Only my mother would accuse me of wasting away at a size ten.

“I’m eating. Promise, Mama.”

“How is my boy?” Mama’s voice goes soft and sweet with the question, and there’s no doubt who she’s asking about.

“Zo is fine.” I laugh and take the exit to my house. “He’s at my place. Still sleeping when I left.”

“Tell him I’m mad he was in San Diego and I didn’t get to see him,” Mama says. She’s actually chastising me for not bringing Zo to the house.

“Scheduling was tight,” I say by way of apology. “I’ll make sure you get to see him soon.”

“He’s coming to Anna’s quincea?era, yeah?”

My niece, Anna, turns fifteen this year. The quincea?era is like our blowout sweet sixteen party . . . but at fifteen. Our bat mitzvah. Our rite of passage making the transition from girl to woman, and the perfect excuse to throw a massive party.

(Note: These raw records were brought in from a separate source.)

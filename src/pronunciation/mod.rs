pub mod alignment;
pub mod cli;
pub mod metrics;
pub mod preprocess;
pub mod quality;
pub mod report;
pub mod scoring;
pub mod tone;

use std::error::Error;
use std::fmt::{Display, Formatter};
use std::sync::Arc;

use serde::Serialize;
use tracing::{info, warn};

use crate::config::EngineConfig;
use crate::types::{AlignedPitchPair, AlignmentMethod, PitchTrack};
use alignment::{
    AlignmentOutcome, AlignmentStrategy, RegisterAdjustment, TimelinePlan, TimingHints,
    TrackAligner,
};
use metrics::{ComparisonMetrics, MetricsEngine};
use preprocess::PitchTrackPreprocessor;
use quality::{QualityFlag, QualityGate, QualityHints, QualityReport};
use report::DetailedAnalysis;
use scoring::{ScoreResult, Scorer};
use tone::{ToneAnalysis, ToneClassifier, ToneLabel, ToneObservation};

/// Convenient alias for results returned by pronunciation modules.
pub type Result<T> = std::result::Result<T, PronunciationError>;

/// Broad failure category, matchable without inspecting the message.
#[derive(Debug, Clone, Copy, PartialEq, Eq)]
pub enum ErrorKind {
    /// Malformed pitch track (times not finite or not increasing).
    InvalidTrack,
    /// Fewer than two voiced samples reached the preprocessor.
    InsufficientVoicing,
    /// DTW produced no usable path.
    AlignmentDegenerate,
    InvalidConfig,
    /// Pitch extraction from a waveform failed.
    Extraction,
}

/// Lightweight error type for the pronunciation pipeline.
#[derive(Debug, Clone)]
pub struct PronunciationError {
    kind: ErrorKind,
    message: Arc<str>,
}

impl PronunciationError {
    pub fn new(kind: ErrorKind, message: impl Into<String>) -> Self {
        Self {
            kind,
            message: Arc::from(message.into()),
        }
    }

    pub fn kind(&self) -> ErrorKind {
        self.kind
    }

    pub fn message(&self) -> &str {
        &self.message
    }
}

impl Display for PronunciationError {
    fn fmt(&self, f: &mut Formatter<'_>) -> std::fmt::Result {
        write!(f, "{}", self.message)
    }
}

impl Error for PronunciationError {}

/// Optional inputs of a comparison.
#[derive(Debug, Clone, Default)]
pub struct CompareOptions {
    /// One expected tone per syllable.
    pub expected_tones: Vec<ToneLabel>,
    pub quality_hints: QualityHints,
    pub strategy: AlignmentStrategy,
    pub timing: TimingHints,
}

/// Everything produced by one comparison.
#[derive(Debug, Clone, Serialize)]
pub struct Comparison {
    pub aligned: AlignedPitchPair,
    pub metrics: ComparisonMetrics,
    pub quality: QualityReport,
    pub analysis: DetailedAnalysis,
    pub score: ScoreResult,
    #[serde(skip_serializing_if = "Option::is_none")]
    pub timeline: Option<TimelinePlan>,
    pub register: RegisterAdjustment,
}

/// Runs the full pipeline with a shared, read-only configuration.
///
/// Holds no mutable state, so one comparator can serve any number of threads.
#[derive(Debug, Clone)]
pub struct PitchComparator {
    config: Arc<EngineConfig>,
    preprocessor: PitchTrackPreprocessor,
    aligner: TrackAligner,
    metrics: MetricsEngine,
    classifier: ToneClassifier,
    gate: QualityGate,
    scorer: Scorer,
}

impl Default for PitchComparator {
    fn default() -> Self {
        Self::new(Arc::new(EngineConfig::default()))
    }
}

impl PitchComparator {
    /// Builds a comparator without validating the configuration.
    pub fn new(config: Arc<EngineConfig>) -> Self {
        Self {
            preprocessor: PitchTrackPreprocessor::new(),
            aligner: TrackAligner::new(config.alignment.clone()),
            metrics: MetricsEngine::new(),
            classifier: ToneClassifier::new(config.tone.clone()),
            gate: QualityGate::new(config.quality.clone()),
            scorer: Scorer::new(config.scoring.clone(), config.feedback.locale),
            config,
        }
    }

    pub fn try_new(config: Arc<EngineConfig>) -> Result<Self> {
        config
            .validate()
            .map_err(|err| PronunciationError::new(ErrorKind::InvalidConfig, format!("{err:#}")))?;
        Ok(Self::new(config))
    }

    pub fn config(&self) -> &EngineConfig {
        &self.config
    }

    /// Compares a user pitch track against a standard one.
    ///
    /// Quality problems are reported through a zero score, not an `Err`;
    /// errors are reserved for malformed input.
    pub fn compare(
        &self,
        standard: &PitchTrack,
        user: &PitchTrack,
        options: &CompareOptions,
    ) -> Result<Comparison> {
        let (timeline, standard, user) = if options.timing.is_empty() {
            (None, standard.clone(), user.clone())
        } else {
            let plan = TimelinePlan::resolve(&options.timing, standard, user);
            let (standard, user) = plan.apply(standard, user)?;
            (Some(plan), standard, user)
        };

        let pre_report = self
            .gate
            .pre_check(&standard, &user, &options.quality_hints);
        if pre_report.flag != QualityFlag::Ok {
            warn!(flag = ?pre_report.flag, "quality gate rejected input before alignment");
            let metrics = ComparisonMetrics::degenerate();
            let score = self.scorer.score(&metrics, None, Some(&pre_report));
            return Ok(Comparison {
                aligned: AlignedPitchPair::empty(AlignmentMethod::None),
                analysis: DetailedAnalysis::build(&standard, &user, AlignmentMethod::None),
                metrics,
                quality: pre_report,
                score,
                timeline,
                register: RegisterAdjustment::Skipped,
            });
        }

        let AlignmentOutcome { pair, register } =
            self.align(&standard, &user, options.strategy)?;
        let metrics = self.metrics.compute(&pair);
        let quality = self.gate.post_check(pre_report, metrics.valid_point_count);

        let tones = (!options.expected_tones.is_empty())
            .then(|| self.classifier.analyze(&user, &options.expected_tones));
        let score = self.scorer.score(&metrics, tones.as_ref(), Some(&quality));
        info!(
            total_score = score.total_score,
            level = ?score.level,
            method = ?pair.method,
            "comparison finished"
        );
        Ok(Comparison {
            analysis: DetailedAnalysis::build(&standard, &user, pair.method),
            aligned: pair,
            metrics,
            quality,
            score,
            timeline,
            register,
        })
    }

    /// Prepares both tracks and aligns them in time and register.
    pub fn align(
        &self,
        standard: &PitchTrack,
        user: &PitchTrack,
        strategy: AlignmentStrategy,
    ) -> Result<AlignmentOutcome> {
        let standard = self.preprocessor.prepare(standard)?;
        let user = self.preprocessor.prepare(user)?;
        Ok(self.aligner.align(&standard, &user, strategy))
    }

    pub fn compute_metrics(&self, pair: &AlignedPitchPair) -> ComparisonMetrics {
        self.metrics.compute(pair)
    }

    pub fn classify_tone(&self, values: &[f64], times: &[f64]) -> ToneObservation {
        self.classifier.classify(values, times)
    }

    pub fn analyze_tones(&self, track: &PitchTrack, expected: &[ToneLabel]) -> ToneAnalysis {
        self.classifier.analyze(track, expected)
    }

    pub fn score(
        &self,
        metrics: &ComparisonMetrics,
        tones: Option<&ToneAnalysis>,
        quality: Option<&QualityReport>,
    ) -> ScoreResult {
        self.scorer.score(metrics, tones, quality)
    }
}

/// One-off comparison with the default configuration.
pub fn compare(
    standard: &PitchTrack,
    user: &PitchTrack,
    options: &CompareOptions,
) -> Result<Comparison> {
    PitchComparator::default().compare(standard, user, options)
}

“That’s months away, Mama, but, yes. Zo is planning to be there.”

“Good. He’s family.”

Even before we started dating, Zo was considered family. That first Christmas after his family died, I invited him to spend it with us. He’s been adopted into my family and spends every holiday with us. They dropped hints about a romantic relationship between us years before Zo expressed interest. Once they found out he wanted more, the teasing, the pressure only intensified. It was just a matter of time. We’ve only been dating six months, but talk of a wedding and little bebes for Mama to spoil has already begun.

“Camilla knows I’m paying for the venue, right?” I ask. My sister is a single mother, doing so much on her own and always refusing my help.

“She didn’t like it,” Mama admits, “but she has agreed.”

“Why is it so hard for her to let me help, Mama? We are sisters.”